Nella popolazione complessiva sono stati osservati i seguenti risultati:
– Una riduzione statisticamente significativa del rischio di progressione della malattia o di morte del 40% (HR: 0,60 [IC 95%: 0,43–0,82])
– Un miglioramento clinicamente significativo di 6,2 mesi nella PFS mediana (14,5 mesi vs 8,3 mesi) Nella popolazione MMRp/MSS:
– Una riduzione statisticamente significativa del rischio di progressione della malattia o di morte del 37% (HR: 0,63 [IC 95%: 0,44–0,91])
– Un miglioramento clinicamente significativo di 6,0 mesi nella PFS mediana (14,3 mesi vs 8,3 mesi).
Sono risultati preliminari, il dott. Valabrega sottolinea l’importanza di continuare lo studio per capire se il beneficio osservato si traduce in beneficio di sopravvivenza e scoprire per quali sottogruppi di pazienti è particolarmente indicata la combinazione.
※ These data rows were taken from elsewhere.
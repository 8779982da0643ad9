//! Node configuration values and the constraints that guard them.

use std::borrow::Cow;
use std::collections::BTreeMap;
use std::fmt;

use once_cell::sync::Lazy;
use regex::Regex;
use serde::{Deserialize, Serialize};

/// Configuration map of a node, ordered by key so serialized output is stable.
pub type Config = BTreeMap<String, ConfigValue>;

/// A single configuration value.
#[derive(Debug, Clone, PartialEq, Serialize, Deserialize)]
#[serde(untagged)]
pub enum ConfigValue {
  Bool(bool),
  Int(i64),
  Float(f64),
  Text(Cow<'static, str>),
}

impl ConfigValue {
  pub fn as_bool(&self) -> Option<bool> {
    match self {
      ConfigValue::Bool(b) => Some(*b),
      _ => None,
    }
  }

  pub fn as_i64(&self) -> Option<i64> {
    match self {
      ConfigValue::Int(i) => Some(*i),
      _ => None,
    }
  }

  /// Numeric view; integers widen to `f64`.
  pub fn as_f64(&self) -> Option<f64> {
    match self {
      ConfigValue::Int(i) => Some(*i as f64),
      ConfigValue::Float(f) => Some(*f),
      _ => None,
    }
  }

  pub fn as_str(&self) -> Option<&str> {
    match self {
      ConfigValue::Text(s) => Some(s),
      _ => None,
    }
  }

  /// Reads a command-line literal: `true`/`false`, then integer, then
  /// number, otherwise text.
  pub fn parse_literal(raw: &str) -> Self {
    if let Ok(b) = raw.parse::<bool>() {
      return ConfigValue::Bool(b);
    }
    if let Ok(i) = raw.parse::<i64>() {
      return ConfigValue::Int(i);
    }
    match raw.parse::<f64>() {
      Ok(f) if f.is_finite() => ConfigValue::Float(f),
      _ => ConfigValue::Text(Cow::Owned(raw.to_string())),
    }
  }

  /// Short name of the value's type, used in error messages.
  pub fn type_name(&self) -> &'static str {
    match self {
      ConfigValue::Bool(_) => "boolean",
      ConfigValue::Int(_) => "integer",
      ConfigValue::Float(_) => "number",
      ConfigValue::Text(_) => "text",
    }
  }
}

impl fmt::Display for ConfigValue {
  fn fmt(&self, f: &mut fmt::Formatter<'_>) -> fmt::Result {
    match self {
      ConfigValue::Bool(b) => write!(f, "{}", b),
      ConfigValue::Int(i) => write!(f, "{}", i),
      ConfigValue::Float(x) => write!(f, "{}", x),
      ConfigValue::Text(s) => f.write_str(s),
    }
  }
}

impl From<bool> for ConfigValue {
  fn from(v: bool) -> Self {
    ConfigValue::Bool(v)
  }
}

impl From<i64> for ConfigValue {
  fn from(v: i64) -> Self {
    ConfigValue::Int(v)
  }
}

impl From<i32> for ConfigValue {
  fn from(v: i32) -> Self {
    ConfigValue::Int(v.into())
  }
}

impl From<f64> for ConfigValue {
  fn from(v: f64) -> Self {
    ConfigValue::Float(v)
  }
}

impl From<&str> for ConfigValue {
  fn from(v: &str) -> Self {
    ConfigValue::Text(Cow::Owned(v.to_string()))
  }
}

impl From<String> for ConfigValue {
  fn from(v: String) -> Self {
    ConfigValue::Text(Cow::Owned(v))
  }
}

/// Declared domain of a configuration field.
#[derive(Debug)]
pub enum Constraint {
  Flag,
  /// Any non-blank text.
  Text,
  /// Text matching a URL pattern; `hint` describes the expected form.
  Url {
    pattern: &'static Lazy<Regex>,
    hint: &'static str,
  },
  Integer {
    min: i64,
    max: i64,
  },
  /// Floating point range; integers are accepted and widened.
  Number {
    min: f64,
    max: f64,
  },
  Choice(&'static [&'static str]),
}

impl Constraint {
  /// Reads a command-line literal for this field. Text-like fields keep the
  /// raw text even when it looks like a number or boolean.
  pub fn parse_literal(&self, raw: &str) -> ConfigValue {
    match self {
      Constraint::Text | Constraint::Url { .. } | Constraint::Choice(_) => {
        ConfigValue::Text(Cow::Owned(raw.to_string()))
      }
      _ => ConfigValue::parse_literal(raw),
    }
  }

  /// Validates `value` and returns it in the field's canonical representation.
  pub fn check(&self, value: ConfigValue) -> Result<ConfigValue, String> {
    match self {
      Constraint::Flag => match value {
        ConfigValue::Bool(_) => Ok(value),
        other => Err(format!("expected boolean, got {}", other.type_name())),
      },
      Constraint::Text => match value.as_str() {
        Some(s) if s.trim().is_empty() => Err("must not be empty".to_string()),
        Some(_) => Ok(value),
        None => Err(format!("expected text, got {}", value.type_name())),
      },
      Constraint::Url { pattern, hint } => match value.as_str() {
        Some(s) if pattern.is_match(s) => Ok(value),
        Some(s) => Err(format!("'{}' is not a {} URL", s, hint)),
        None => Err(format!("expected text, got {}", value.type_name())),
      },
      Constraint::Integer { min, max } => match value.as_i64() {
        Some(i) if i < *min || i > *max => {
          Err(format!("{} is outside the range {}..={}", i, min, max))
        }
        Some(_) => Ok(value),
        None => Err(format!("expected integer, got {}", value.type_name())),
      },
      Constraint::Number { min, max } => match value.as_f64() {
        Some(x) if !x.is_finite() || x < *min || x > *max => {
          Err(format!("{} is outside the range {}..={}", x, min, max))
        }
        Some(x) => Ok(ConfigValue::Float(x)),
        None => Err(format!("expected number, got {}", value.type_name())),
      },
      Constraint::Choice(options) => match value.as_str() {
        Some(s) if options.contains(&s) => Ok(value),
        Some(s) => Err(format!("'{}' is not one of: {}", s, options.join(", "))),
        None => Err(format!("expected text, got {}", value.type_name())),
      },
    }
  }
}

/// A configuration field declared by a node kind.
#[derive(Debug)]
pub struct FieldSpec {
  pub key: &'static str,
  pub label: &'static str,
  pub constraint: Constraint,
  pub default: ConfigValue,
}

impl FieldSpec {
  pub(crate) const fn new(
    key: &'static str,
    label: &'static str,
    constraint: Constraint,
    default: ConfigValue,
  ) -> Self {
    Self {
      key,
      label,
      constraint,
      default,
    }
  }
}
Anche perché, sottolinea l’esperto, rispetto alla sola immunoterapia, con l’aggiunta del PARPi è stato osservato un aumento della tossicità.
Nello studio RUBY parte 2, gli eventi avversi gravi emergenti dal trattamento di grado 3 o superiore sono stati rispettivamente circa il 36% e il 24% più alti nel braccio dostarlimab più chemioterapia seguito da dostarlimab più niraparib (braccio di trattamento) rispetto al placebo più chemioterapia seguito da placebo (braccio di controllo). Nello studio, il 36,6% dei partecipanti nel braccio di trattamento e il 6,3% dei partecipanti nel braccio di controllo hanno avuto eventi avversi immuno-correlati valutati dallo sperimentatore come correlati rispettivamente a dostarlimab o placebo. Non sono stati segnalati casi di sindrome mielodisplastica/leucemia mieloide acuta; altri tumori maligni primari secondari si sono verificati in 1 paziente in entrambi i bracci di trattamento. L’interruzione di dostarlimab o placebo a causa di un TEAE si è verificata nel 24,1% dei pazienti nel braccio di trattamento e nel 5,2% dei pazienti nel braccio di controllo.
L’interruzione di niraparib o placebo a causa di un evento avverso emergente dal trattamento si è verificata nel 15,7% dei pazienti nel braccio di trattamento e nel 4,2% dei pazienti nel braccio di controllo.
In conclusione, la dott.ssa Lorusso sottolinea l’importanza di dostarlimab per le pazienti con carcinoma ovarico: “Possiamo dire che nella popolazione con instabilità dei microsatelliti il farmaco porta alla guarigione. Non avremmo mai immaginato di usare questa parola per tumori recidivanti o che esordiscono al quarto stadio. Non ho dubbi che, per questo sottogruppo di pazienti, il farmaco cambi la storia della malattia”.
Hesham Abdullah, Senior Vicepresident, Global Head Oncology, R&D, GSK, azienda farmaceutica che ha sviluppato dostarlimab e niraparib, ha dichiarato: “I dati positivi mostrano ulteriormente come i regimi basati su dostarlimab potrebbero apportare benefici a un gruppo più ampio di pazienti con cancro dell’endometrio. I risultati che abbiamo visto finora accrescono le prove a sostegno del ruolo di dostarlimab come spina dorsale del nostro programma di sviluppo immuno-oncologico. Il nostro obiettivo è continuare a identificare modi per utilizzare dostarlimab da solo e in combinazione con altre terapie per contribuire a migliorare i risultati per i pazienti con opzioni terapeutiche limitate”.